* [WHAT TO DO] From the records below, please return each line that holds the word "collect".

* [RECORDS TO USE]
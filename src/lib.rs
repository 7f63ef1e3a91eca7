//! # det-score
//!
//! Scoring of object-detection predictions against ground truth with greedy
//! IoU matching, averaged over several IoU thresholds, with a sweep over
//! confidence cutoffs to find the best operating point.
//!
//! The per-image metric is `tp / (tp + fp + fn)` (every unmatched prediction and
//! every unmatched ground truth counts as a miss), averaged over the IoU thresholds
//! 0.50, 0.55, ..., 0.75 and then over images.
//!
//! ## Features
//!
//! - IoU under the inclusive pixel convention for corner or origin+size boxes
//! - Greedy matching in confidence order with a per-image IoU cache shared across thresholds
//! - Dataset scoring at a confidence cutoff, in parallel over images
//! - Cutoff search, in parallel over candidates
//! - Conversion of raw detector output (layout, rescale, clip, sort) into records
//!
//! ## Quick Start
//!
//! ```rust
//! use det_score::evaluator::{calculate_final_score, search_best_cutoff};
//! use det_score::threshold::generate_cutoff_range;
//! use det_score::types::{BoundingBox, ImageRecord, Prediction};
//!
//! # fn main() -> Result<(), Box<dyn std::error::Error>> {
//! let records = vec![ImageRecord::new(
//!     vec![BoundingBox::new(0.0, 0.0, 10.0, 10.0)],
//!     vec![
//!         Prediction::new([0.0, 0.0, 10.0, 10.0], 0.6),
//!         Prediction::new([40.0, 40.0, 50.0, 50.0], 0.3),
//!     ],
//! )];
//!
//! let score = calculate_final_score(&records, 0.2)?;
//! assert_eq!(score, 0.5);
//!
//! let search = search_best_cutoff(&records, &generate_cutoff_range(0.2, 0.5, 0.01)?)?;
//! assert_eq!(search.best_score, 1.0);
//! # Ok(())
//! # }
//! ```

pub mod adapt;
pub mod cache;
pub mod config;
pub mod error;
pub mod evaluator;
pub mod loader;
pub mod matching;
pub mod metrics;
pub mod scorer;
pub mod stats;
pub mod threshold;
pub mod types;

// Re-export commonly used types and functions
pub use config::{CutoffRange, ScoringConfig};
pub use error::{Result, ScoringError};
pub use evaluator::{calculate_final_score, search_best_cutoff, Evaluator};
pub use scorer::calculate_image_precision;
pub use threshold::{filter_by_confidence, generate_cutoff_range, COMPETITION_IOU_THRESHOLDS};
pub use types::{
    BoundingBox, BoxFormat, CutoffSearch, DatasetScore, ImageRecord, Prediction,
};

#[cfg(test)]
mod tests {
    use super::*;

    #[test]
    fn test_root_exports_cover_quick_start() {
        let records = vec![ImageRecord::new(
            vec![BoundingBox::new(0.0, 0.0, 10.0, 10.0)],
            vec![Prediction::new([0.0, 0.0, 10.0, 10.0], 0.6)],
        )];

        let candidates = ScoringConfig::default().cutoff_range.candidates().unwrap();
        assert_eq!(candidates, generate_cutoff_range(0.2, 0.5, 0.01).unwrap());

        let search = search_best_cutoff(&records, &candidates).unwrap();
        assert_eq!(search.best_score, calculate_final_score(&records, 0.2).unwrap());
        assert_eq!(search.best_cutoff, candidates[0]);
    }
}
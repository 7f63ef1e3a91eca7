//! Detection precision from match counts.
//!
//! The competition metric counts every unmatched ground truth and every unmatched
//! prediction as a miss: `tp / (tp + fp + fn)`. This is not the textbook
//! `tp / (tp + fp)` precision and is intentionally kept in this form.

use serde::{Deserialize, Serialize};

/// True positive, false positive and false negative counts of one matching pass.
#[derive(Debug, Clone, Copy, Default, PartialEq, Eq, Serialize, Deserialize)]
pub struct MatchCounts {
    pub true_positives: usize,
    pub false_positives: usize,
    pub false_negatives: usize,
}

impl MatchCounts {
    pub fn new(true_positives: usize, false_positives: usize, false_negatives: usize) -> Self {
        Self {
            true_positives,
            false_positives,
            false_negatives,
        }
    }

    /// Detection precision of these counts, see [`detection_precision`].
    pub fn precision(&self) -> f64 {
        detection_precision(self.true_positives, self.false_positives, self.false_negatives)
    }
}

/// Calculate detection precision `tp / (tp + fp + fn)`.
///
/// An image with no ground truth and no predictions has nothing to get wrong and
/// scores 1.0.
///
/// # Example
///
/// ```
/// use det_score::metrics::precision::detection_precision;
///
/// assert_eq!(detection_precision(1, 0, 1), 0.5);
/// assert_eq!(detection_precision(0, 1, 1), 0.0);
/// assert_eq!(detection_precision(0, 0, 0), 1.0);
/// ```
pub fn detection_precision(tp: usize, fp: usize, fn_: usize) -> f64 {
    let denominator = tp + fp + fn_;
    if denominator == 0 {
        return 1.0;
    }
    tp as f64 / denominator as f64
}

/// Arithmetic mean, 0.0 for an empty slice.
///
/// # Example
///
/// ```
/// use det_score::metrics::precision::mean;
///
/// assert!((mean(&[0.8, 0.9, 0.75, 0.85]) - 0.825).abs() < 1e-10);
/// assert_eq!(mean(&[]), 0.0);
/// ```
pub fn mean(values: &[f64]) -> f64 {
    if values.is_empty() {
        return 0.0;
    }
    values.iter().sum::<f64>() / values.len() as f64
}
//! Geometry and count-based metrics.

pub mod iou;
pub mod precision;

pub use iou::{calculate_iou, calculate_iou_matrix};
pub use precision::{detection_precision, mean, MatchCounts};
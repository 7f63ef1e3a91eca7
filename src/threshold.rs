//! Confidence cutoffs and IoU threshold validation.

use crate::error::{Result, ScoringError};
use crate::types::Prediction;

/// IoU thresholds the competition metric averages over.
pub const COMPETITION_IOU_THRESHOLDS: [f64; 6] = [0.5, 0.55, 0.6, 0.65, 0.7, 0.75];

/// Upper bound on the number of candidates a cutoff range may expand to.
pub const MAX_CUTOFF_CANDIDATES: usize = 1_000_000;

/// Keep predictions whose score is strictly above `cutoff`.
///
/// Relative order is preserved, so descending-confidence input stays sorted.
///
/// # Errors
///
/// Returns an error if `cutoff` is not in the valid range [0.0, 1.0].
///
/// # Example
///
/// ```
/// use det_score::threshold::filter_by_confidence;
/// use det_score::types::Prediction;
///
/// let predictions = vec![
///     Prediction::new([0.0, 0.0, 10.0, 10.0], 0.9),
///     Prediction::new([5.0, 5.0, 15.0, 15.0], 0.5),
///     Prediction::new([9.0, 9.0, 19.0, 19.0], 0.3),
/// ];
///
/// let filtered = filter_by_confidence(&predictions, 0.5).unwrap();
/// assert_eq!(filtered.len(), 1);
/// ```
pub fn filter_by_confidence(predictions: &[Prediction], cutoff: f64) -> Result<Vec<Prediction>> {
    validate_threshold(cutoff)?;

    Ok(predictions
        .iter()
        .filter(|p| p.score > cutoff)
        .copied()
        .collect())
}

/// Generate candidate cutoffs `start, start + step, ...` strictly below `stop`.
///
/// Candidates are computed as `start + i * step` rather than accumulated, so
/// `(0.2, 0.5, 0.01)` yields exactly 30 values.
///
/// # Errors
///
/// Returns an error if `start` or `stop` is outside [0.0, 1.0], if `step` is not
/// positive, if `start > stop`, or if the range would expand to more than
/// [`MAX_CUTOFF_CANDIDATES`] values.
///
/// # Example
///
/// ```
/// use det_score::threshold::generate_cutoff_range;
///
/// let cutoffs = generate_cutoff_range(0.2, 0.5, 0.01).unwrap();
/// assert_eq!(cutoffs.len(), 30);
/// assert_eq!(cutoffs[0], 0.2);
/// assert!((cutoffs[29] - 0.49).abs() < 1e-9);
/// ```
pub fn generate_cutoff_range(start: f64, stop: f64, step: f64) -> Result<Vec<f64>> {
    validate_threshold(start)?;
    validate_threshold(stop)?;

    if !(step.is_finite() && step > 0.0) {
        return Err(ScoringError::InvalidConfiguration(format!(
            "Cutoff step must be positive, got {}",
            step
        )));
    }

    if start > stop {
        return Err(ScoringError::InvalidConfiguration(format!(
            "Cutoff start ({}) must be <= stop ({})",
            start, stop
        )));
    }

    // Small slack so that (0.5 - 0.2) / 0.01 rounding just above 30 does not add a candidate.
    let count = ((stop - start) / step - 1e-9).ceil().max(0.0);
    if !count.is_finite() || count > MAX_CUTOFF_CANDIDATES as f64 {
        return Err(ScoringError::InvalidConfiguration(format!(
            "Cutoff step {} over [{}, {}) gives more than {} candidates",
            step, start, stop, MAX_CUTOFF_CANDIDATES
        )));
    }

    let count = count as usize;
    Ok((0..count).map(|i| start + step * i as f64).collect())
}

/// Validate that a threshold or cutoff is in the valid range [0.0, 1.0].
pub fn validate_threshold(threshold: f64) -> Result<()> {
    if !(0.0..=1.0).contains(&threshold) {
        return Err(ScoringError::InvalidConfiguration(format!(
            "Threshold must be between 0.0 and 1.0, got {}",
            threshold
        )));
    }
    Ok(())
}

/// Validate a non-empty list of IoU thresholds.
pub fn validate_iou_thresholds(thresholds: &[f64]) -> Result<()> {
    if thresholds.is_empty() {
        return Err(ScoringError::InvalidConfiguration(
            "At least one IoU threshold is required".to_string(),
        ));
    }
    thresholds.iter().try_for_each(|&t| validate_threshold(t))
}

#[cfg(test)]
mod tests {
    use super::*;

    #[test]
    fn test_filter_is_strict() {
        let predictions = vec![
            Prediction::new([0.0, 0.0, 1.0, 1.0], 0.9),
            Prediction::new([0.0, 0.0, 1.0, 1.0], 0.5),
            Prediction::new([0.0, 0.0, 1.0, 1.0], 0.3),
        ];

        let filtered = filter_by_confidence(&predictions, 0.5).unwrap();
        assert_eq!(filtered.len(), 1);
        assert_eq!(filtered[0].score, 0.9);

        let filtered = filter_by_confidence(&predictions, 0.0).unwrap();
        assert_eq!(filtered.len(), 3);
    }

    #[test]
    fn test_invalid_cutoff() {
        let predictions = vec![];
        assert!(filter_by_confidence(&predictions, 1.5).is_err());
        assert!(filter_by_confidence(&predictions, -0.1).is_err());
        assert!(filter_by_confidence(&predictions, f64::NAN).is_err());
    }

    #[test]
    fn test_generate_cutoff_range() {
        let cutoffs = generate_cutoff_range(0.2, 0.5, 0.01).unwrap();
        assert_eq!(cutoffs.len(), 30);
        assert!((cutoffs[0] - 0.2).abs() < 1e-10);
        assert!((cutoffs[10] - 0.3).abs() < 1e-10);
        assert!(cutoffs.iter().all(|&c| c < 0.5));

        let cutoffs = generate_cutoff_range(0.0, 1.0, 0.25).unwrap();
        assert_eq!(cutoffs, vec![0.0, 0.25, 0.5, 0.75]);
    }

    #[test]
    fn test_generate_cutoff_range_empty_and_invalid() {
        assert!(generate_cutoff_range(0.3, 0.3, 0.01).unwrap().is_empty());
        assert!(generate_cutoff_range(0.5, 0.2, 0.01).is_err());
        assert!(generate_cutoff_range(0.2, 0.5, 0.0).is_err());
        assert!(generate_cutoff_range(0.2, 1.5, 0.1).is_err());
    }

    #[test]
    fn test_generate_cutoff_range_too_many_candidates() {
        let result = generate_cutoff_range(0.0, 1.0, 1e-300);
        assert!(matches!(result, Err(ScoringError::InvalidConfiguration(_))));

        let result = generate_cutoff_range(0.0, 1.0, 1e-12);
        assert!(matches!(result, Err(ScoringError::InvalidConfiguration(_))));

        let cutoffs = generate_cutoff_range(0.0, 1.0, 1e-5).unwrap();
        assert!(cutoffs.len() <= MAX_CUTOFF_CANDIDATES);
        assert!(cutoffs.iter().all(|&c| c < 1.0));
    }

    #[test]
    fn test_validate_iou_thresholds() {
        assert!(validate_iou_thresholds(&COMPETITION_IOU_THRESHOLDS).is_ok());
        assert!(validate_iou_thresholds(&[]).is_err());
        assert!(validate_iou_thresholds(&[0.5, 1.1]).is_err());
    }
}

* [SOLUTION FOR THIS EXERCISE]
        .collect())
    Ok((0..count).map(|i| start + step * i as f64).collect())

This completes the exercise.